Figure 1: Accuracy for each pretraining task on each probing set. The leftmost column shows the majority-class baseline, and the rightmost column shows individual annotator accuracy on the final probing set. Blue denotes performance improvement over randomly initialized encoder baseline and orange denotes performance decrease.

3.4 Variation from Random Restarts

In order to calibrate the degree of variation that can be expected due to random restarts, we run each of our probing tasks on five different random initializations of the sentence encoder weights. These sentence encoders were not pretrained, and we trained MLPs for each probing task on top of the randomly initialized sentence encoders. The expectation is that if pretraining has measurable effects on the probing results, the variance across different pretrained models would be greater than the variance across random restart models. Across five random restarts, the average standard deviation across our probing set was around 1 percentage point. The mean and 95% confidence interval for each probing task are reported in Appendix 

E.

4 Results

4.1 Overall Performance

Figure 1 shows the performances of models trained on each pretraining task on our probing datasets. We also provide comparison with a randomly initialized encoder with no pretraining, which is known to be a strong baseline (Bowman et al., 2018). We observe that different pretraining tasks have different strengths and weaknesses; there is no single pretraining task that achieves the best (or worst) performance across the board. This implies that even the best encoders, such as BERT, are unable to capture function word semantics fully, and suggests further research into combining advantages of different tasks. Furthermore, most models are far from human performance, with only a few exceptions (e.g., BERT on conjunctions). This demonstrates that our probing datasets serve as useful challenge sets, in addition to permitting fine-grained analysis.

Looking into each probing set in more detail, we see several intuitive patterns on how pretraining might affect probing performance. Among the pretrained models (not including BERT), the NLI model did best on the negation111111We additionally find that this improvement is specifically due to the NLI model’s capacity to understand explicit negation using not, rather than lexical negation with antonymy. See Appendix F for differences between negation subtypes. and conjunction tasks, both of which involve words that play central roles in inferential reasoning. The CCG model yields the best result for EOS, which could be attributed to the task’s emphasis on structure; it is the only task that where the target labels directly represent compositional structure.

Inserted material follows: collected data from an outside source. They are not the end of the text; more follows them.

impl MatchingService {
    pub fn new(
        registry: CanonicalRegistry,
        store: Option<Arc<dyn MappingStore>>,
        config: MatchingConfig,
    ) -> Self {
        let guard = StoreGuard::new(config.store_failure_threshold, config.store_cooldown);
        info!(
            "Matching service ready: {} identities, store={}, auto_accept={}",
            registry.len(),
            store.as_ref().map_or("none", |s| s.backend_name()),
            config.auto_accept_threshold
        );
        Self {
            registry: Arc::new(registry),
            store,
            cascade: StrategyCascade::new(config.clone()),
            suggestions: SuggestionEngine::new(config.clone()),
            guard: Arc::new(guard),
            config,
        }
    }

    /// Session without persistence: nothing is looked up or learned.
    pub fn cascade_only(registry: CanonicalRegistry, config: MatchingConfig) -> Self {
        Self::new(registry, None, config)
    }

    pub fn registry(&self) -> &CanonicalRegistry {
        &self.registry
    }

    pub fn config(&self) -> &MatchingConfig {
        &self.config
    }

    pub fn has_store(&self) -> bool {
        self.store.is_some()
    }

    /// Match a single name.
    pub async fn match_name(
        &self,
        source_name: &str,
        source_system: &str,
        team_hint: Option<&str>,
        position_hint: Option<&str>,
    ) -> MatchOutcome {
        let observation = SourceObservation {
            source_name: source_name.to_string(),
            source_system: source_system.to_string(),
            team_hint: team_hint.map(str::to_string),
            position_hint: position_hint.map(str::to_string),
        };
        self.match_observation(&observation).await
    }

    /// Match one observation. Never fails; problems surface as warnings.
    pub async fn match_observation(&self, observation: &SourceObservation) -> MatchOutcome {
        let mut warnings = Vec::new();
        let (team, position) = parse_hints(observation, &mut warnings);
        let key = observation.key();

        if key.is_empty() {
            return finish(
                observation,
                MatchResult::unmatched(UnmatchedReason::EmptyInput),
                false,
                warnings,
            );
        }

        // Store fast path
        let mut learning_store = None;
        if let Some(store) = self.available_store(&mut warnings) {
            match store.lookup(&key).await {
                Ok(Some(record)) => {
                    self.guard.record_success();
                    if let Some(result) = self.from_record(&record, team.as_ref(), &mut warnings) {
                        debug!(
                            "Store hit {}/{} -> {}",
                            key.source_system, key.source_name, record.canonical_id
                        );
                        return finish(observation, result, true, warnings);
                    }
                    learning_store = Some(store);
                }
                Ok(None) => {
                    self.guard.record_success();
                    learning_store = Some(store);
                }
                Err(e) => {
                    self.note_store_error(&e);
                    warn!(
                        "Mapping store lookup failed for {}/{}: {}. Matching without store",
                        key.source_system, key.source_name, e
                    );
                    warnings.push(MatchWarning::StoreUnavailable {
                        detail: e.to_string(),
                    });
                }
            }
        }

        let query = PreparedQuery::new(&observation.source_name, team, position);
        if query.is_empty() {
            return finish(
                observation,
                MatchResult::unmatched(UnmatchedReason::EmptyInput),
                false,
                warnings,
            );
        }

        let result = match self.cascade.run(&query, &self.registry) {
            CascadeOutcome::BestMatch(best) if self.cascade.is_auto_acceptable(&best) => {
                if let Some(store) = learning_store {
                    self.learn(store.as_ref(), &key, &best, &mut warnings).await;
                }
                MatchResult::Matched {
                    canonical_id: best.canonical_id,
                    confidence: best.confidence,
                    strategy: best.strategy,
                }
            }
            CascadeOutcome::BestMatch(_) | CascadeOutcome::NoMatch => {
                self.review(&query, ReviewReason::LowConfidence, &[])
            }
            CascadeOutcome::Ambiguous(tied) => {
                debug!(
                    "Ambiguous match for '{}': {} identities tied",
                    query.raw,
                    tied.len()
                );
                self.review(&query, ReviewReason::Ambiguous, &tied)
            }
        };

        finish(observation, result, false, warnings)
    }

    /// Match many observations concurrently.
    ///
    /// Always returns exactly one outcome per input, in input order. When
    /// the configured batch timeout expires, observations still pending
    /// are reported as `Unmatched` with reason `TimedOut`.
    pub async fn match_batch(&self, observations: Vec<SourceObservation>) -> BatchReport {
        let started = Instant::now();
        let mut slots: Vec<Option<MatchOutcome>> = vec![None; observations.len()];

        {
            let mut pending = stream::iter(observations.iter().enumerate())
                .map(|(idx, observation)| async move {
                    (idx, self.match_observation(observation).await)
                })
                .buffer_unordered(self.config.batch_concurrency.max(1));

            let collect = async {
                while let Some((idx, outcome)) = pending.next().await {
                    slots[idx] = Some(outcome);
                    // Cascade work never suspends; yield so the deadline is observed
                    tokio::task::yield_now().await;
                }
            };

            match self.config.batch_timeout {
                Some(timeout) => {
                    if tokio::time::timeout_at(started + timeout, collect).await.is_err() {
                        warn!(
                            "Batch timed out after {:?}; pending observations marked unmatched",
                            timeout
                        );
                    }
                }
                None => collect.await,
            }
        }

        let outcomes: Vec<MatchOutcome> = observations
            .iter()
            .zip(slots)
            .map(|(observation, slot)| {
                slot.unwrap_or_else(|| {
                    MatchOutcome::new(observation, MatchResult::unmatched(UnmatchedReason::TimedOut))
                })
            })
            .collect();

        let report = BatchReport::from_outcomes(outcomes);
        info!(
            "Batch of {} matched in {:?}: matched={} needs_review={} unmatched={} (timed_out={}) from_store={}{}",
            report.len(),
            started.elapsed(),
            report.matched,
            report.needs_review,
            report.unmatched,
            report.timed_out,
            report.from_store,
            if report.store_degraded { " [store degraded]" } else { "" }
        );
        report
    }

    /// Record a human decision. Later matches of this key return the
    /// confirmed identity at the verified confidence.
    pub async fn confirm(
        &self,
        source_name: &str,
        source_system: &str,
        canonical_id: CanonicalId,
        actor: &str,
    ) -> Result<MappingRecord, MatchingError> {
        let key = MappingKey::new(source_system, source_name);
        if key.is_empty() {
            return Err(MatchingError::EmptySourceName);
        }
        let actor = actor.trim();
        if actor.is_empty() {
            return Err(MatchingError::EmptyActor);
        }
        if !self.registry.contains(canonical_id) {
            warn!(
                "Rejected confirmation of {}/{} -> {}: id not in registry",
                key.source_system, key.source_name, canonical_id
            );
            return Err(MatchingError::DataConflict { canonical_id });
        }

        let store = self.required_store()?;
        match store.confirm(&key, canonical_id, actor).await {
            Ok(record) => {
                self.guard.record_success();
                info!(
                    "Confirmed {}/{} -> {} by {}",
                    key.source_system, key.source_name, canonical_id, actor
                );
                Ok(record)
            }
            Err(e) => {
                self.note_store_error(&e);
                Err(e.into())
            }
        }
    }

    /// Mapping counts across all sources.
    pub async fn stats(&self) -> Result<MappingStats, MatchingError> {
        let store = self.required_store()?;
        store.stats().await.map_err(|e| {
            self.note_store_error(&e);
            e.into()
        })
    }

    /// Unverified (auto-accepted) mappings, least confident first.
    pub async fn review_queue(
        &self,
        source_system: Option<&str>,
        limit: usize,
    ) -> Result<Vec<MappingRecord>, MatchingError> {
        let store = self.required_store()?;
        store
            .list_unverified(source_system, limit)
            .await
            .map_err(|e| {
                self.note_store_error(&e);
                e.into()
            })
    }

    fn available_store(&self, warnings: &mut Vec<MatchWarning>) -> Option<Arc<dyn MappingStore>> {
        let store = self.store.as_ref()?;
        if !self.guard.allow() {
            warnings.push(MatchWarning::StoreUnavailable {
                detail: "mapping store bypassed after repeated failures".to_string(),
            });
            return None;
        }
        Some(Arc::clone(store))
    }

    fn required_store(&self) -> Result<Arc<dyn MappingStore>, MatchingError> {
        let store = self
            .store
            .as_ref()
            .ok_or_else(|| MatchingError::StoreUnavailable("no mapping store attached".into()))?;
        if !self.guard.allow() {
            return Err(MatchingError::StoreUnavailable(
                "mapping store bypassed after repeated failures".into(),
            ));
        }
        Ok(Arc::clone(store))
    }

    fn note_store_error(&self, error: &StoreError) {
        if error.is_transient() {
            self.guard.record_failure();
        }
    }

    /// Turn a stored mapping into a result, or `None` if it points at an
    /// identity the registry no longer has.
    fn from_record(
        &self,
        record: &MappingRecord,
        team_hint: Option<&TeamCode>,
        warnings: &mut Vec<MatchWarning>,
    ) -> Option<MatchResult> {
        let Some(entry) = self.registry.indexed(record.canonical_id) else {
            warn!(
                "Stored mapping {}/{} points at unknown id {}, re-matching",
                record.source_system, record.source_name, record.canonical_id
            );
            warnings.push(MatchWarning::StaleMapping {
                canonical_id: record.canonical_id,
            });
            return None;
        };

        if let (Some(hint), Some(team)) = (team_hint, &entry.team) {
            if hint != team {
                debug!(
                    "Team mismatch for {}/{}: registry {} vs hint {}",
                    record.source_system, record.source_name, team, hint
                );
                warnings.push(MatchWarning::TeamMismatch {
                    canonical_id: record.canonical_id,
                    registry_team: team.to_string(),
                    hinted_team: hint.to_string(),
                });
            }
        }

        Some(MatchResult::Matched {
            canonical_id: record.canonical_id,
            confidence: record.confidence,
            strategy: record.strategy,
        })
    }

    async fn learn(
        &self,
        store: &dyn MappingStore,
        key: &MappingKey,
        best: &ScoredCandidate,
        warnings: &mut Vec<MatchWarning>,
    ) {
        match store
            .upsert(key, best.canonical_id, best.confidence, best.strategy)
            .await
        {
            Ok(UpsertOutcome::SkippedVerified) => {
                debug!(
                    "Kept verified mapping for {}/{}",
                    key.source_system, key.source_name
                );
            }
            Ok(_) => self.guard.record_success(),
            Err(e) => {
                self.note_store_error(&e);
                warn!(
                    "Could not record mapping {}/{} -> {}: {}",
                    key.source_system, key.source_name, best.canonical_id, e
                );
                warnings.push(MatchWarning::StoreUnavailable {
                    detail: e.to_string(),
                });
            }
        }
    }

    fn review(
        &self,
        query: &PreparedQuery,
        reason: ReviewReason,
        tied: &[ScoredCandidate],
    ) -> MatchResult {
        let suggestions = self.suggestions.suggest_with(query, &self.registry, tied);
        if suggestions.is_empty() {
            MatchResult::unmatched(UnmatchedReason::NoCandidates)
        } else {
            MatchResult::NeedsReview {
                reason,
                suggestions,
            }
        }
    }
}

Surprisingly, we find that pretraining can sometimes hurt performance. For instance, pretraining uniformly hurts performance on comparatives with the exception of skip-thought, which is still within random variation range. In fact, for many probing sets, the choice of pretraining task affects whether it helps or hurts performance; for instance, pretraining on NLI helps with negation, whereas pretraining on image-caption matching and CCG lowers performance. This suggests that pretraining can be helpful, but only helpful if we pretrain on a task that provides useful information in solving the probing set. For instance, in Section 4.3 we discuss how the image-caption matching objective may bias models to discard information about certain preposition senses. Overall, we observe that language modeling is a useful pretraining task, which aligns with its effectiveness for pretraining models that achieve state-of-the-art NLP results. However, the most beneficial task on average (in terms of both raw accuracy and gains over random baseline) is CCG, our most syntactic task, which suggests that syntactic knowledge is important for function word comprehension. We also note that CCG achieves this result with the smallest number of training examples out of all pretraining tasks compared.

We furthermore see that our probing sets are challenging even for BERT—although BERT substantially improves performance on many probing sets, and obtains superhuman performance on conjunctions and EOS,121212We speculate that this might be an effect of the next-sentence classification task that BERT is pretrained on. it also shows clear weaknesses in several probing sets (e.g., wh-words and prepositions) where it is outperformed even by a randomly initialized baseline with no pretraining.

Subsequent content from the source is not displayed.